(Stored items)

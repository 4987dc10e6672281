//! HTTP handlers for message submission, the streaming outlet, and graph
//! export.

use axum::{
    extract::{Extension, Path, Query, State},
    http::{header, StatusCode},
    response::IntoResponse,
    Json,
};
use chrono::Utc;

use super::{
    rate_limit::{check_rate_limit, RateLimitConfig, RateLimitResult},
    sse,
    types::{AuthenticatedClient, GraphExportQuery, HealthResponse, MessageAccepted, MessageRequest},
    AppState,
};
use crate::core::types::ThreadId;
use crate::memory::types::{CycleType, MessageCycle};
use crate::queues::names;
use crate::workers::digest::DigestJob;

/// GET `/health`.
pub async fn health() -> Json<HealthResponse> {
    Json(HealthResponse {
        status: "healthy".to_string(),
        version: env!("CARGO_PKG_VERSION").to_string(),
    })
}

/// POST `/messages` - enqueue an inbound user message as a root
/// [`MessageCycle`] onto the prompt queue for the digest worker.
///
/// # Errors
/// Returns `StatusCode::TOO_MANY_REQUESTS` if the client is over its rate
/// limit, or `StatusCode::SERVICE_UNAVAILABLE` if Redis or the queue is
/// unreachable.
pub async fn submit_message(
    State(state): State<AppState>,
    Extension(client): Extension<AuthenticatedClient>,
    Json(payload): Json<MessageRequest>,
) -> Result<Json<MessageAccepted>, StatusCode> {
    let mut conn = state
        .redis
        .get_multiplexed_async_connection()
        .await
        .map_err(|_| StatusCode::SERVICE_UNAVAILABLE)?;

    match check_rate_limit(&mut conn, &client.client_id, &RateLimitConfig::default()).await {
        Ok(RateLimitResult::Exceeded { .. }) => return Err(StatusCode::TOO_MANY_REQUESTS),
        Err(_) => return Err(StatusCode::SERVICE_UNAVAILABLE),
        Ok(RateLimitResult::Allowed { .. }) => {}
    }

    let thread_id = ThreadId(
        payload
            .thread_id
            .parse()
            .map_err(|_| StatusCode::BAD_REQUEST)?,
    );
    let cycle = MessageCycle::root(thread_id, CycleType::User, payload.content);
    let job = DigestJob {
        cycle,
        user_id: payload.user_id,
        channel_id: payload.channel_id,
    };

    let mut queue = state.queue.lock().await;
    queue
        .enqueue(names::PROMPT, &job)
        .await
        .map_err(|_| StatusCode::SERVICE_UNAVAILABLE)?;

    Ok(Json(MessageAccepted {
        cycle_id: job.cycle.cycle_id.to_string(),
        enqueued_at: Utc::now(),
    }))
}

/// GET `/stream/{user_id}` - the long-lived SSE streaming outlet.
///
/// # Errors
/// Returns `StatusCode::SERVICE_UNAVAILABLE` if the pub/sub subscription
/// fails.
pub async fn stream(
    State(state): State<AppState>,
    Path(user_id): Path<String>,
) -> Result<impl IntoResponse, StatusCode> {
    let frames = sse::stream_for_user(&state.bus, &user_id)
        .await
        .map_err(|_| StatusCode::SERVICE_UNAVAILABLE)?;
    Ok(sse::response(frames))
}

/// GET `/graph/export` - GraphML dump of the concept relationship graph.
///
/// # Errors
/// Returns `StatusCode::SERVICE_UNAVAILABLE` if no graph store is
/// configured, or `StatusCode::INTERNAL_SERVER_ERROR` on export failure.
pub async fn graph_export(
    State(state): State<AppState>,
    Query(params): Query<GraphExportQuery>,
) -> Result<impl IntoResponse, (StatusCode, String)> {
    let graph = state.graph.as_ref().ok_or((
        StatusCode::SERVICE_UNAVAILABLE,
        "graph store not configured".to_string(),
    ))?;

    let xml = graph.export_graphml().await.map_err(|e| {
        tracing::error!(error = %e, "graphml export failed");
        (StatusCode::INTERNAL_SERVER_ERROR, e.to_string())
    })?;

    tracing::info!(
        min_weight = ?params.min_weight,
        type_filter = ?params.type_filter,
        xml_len = xml.len(),
        "graphml export completed"
    );

    Ok(([(header::CONTENT_TYPE, "application/xml")], xml))
}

» EXERCISE REQUIREMENTS: Find "configured" in the preceding records. Copy each line that holds it.

» SOLUTION TO THE EXERCISE:
/// configured, or `StatusCode::INTERNAL_SERVER_ERROR` on export failure.
        "graph store not configured".to_string(),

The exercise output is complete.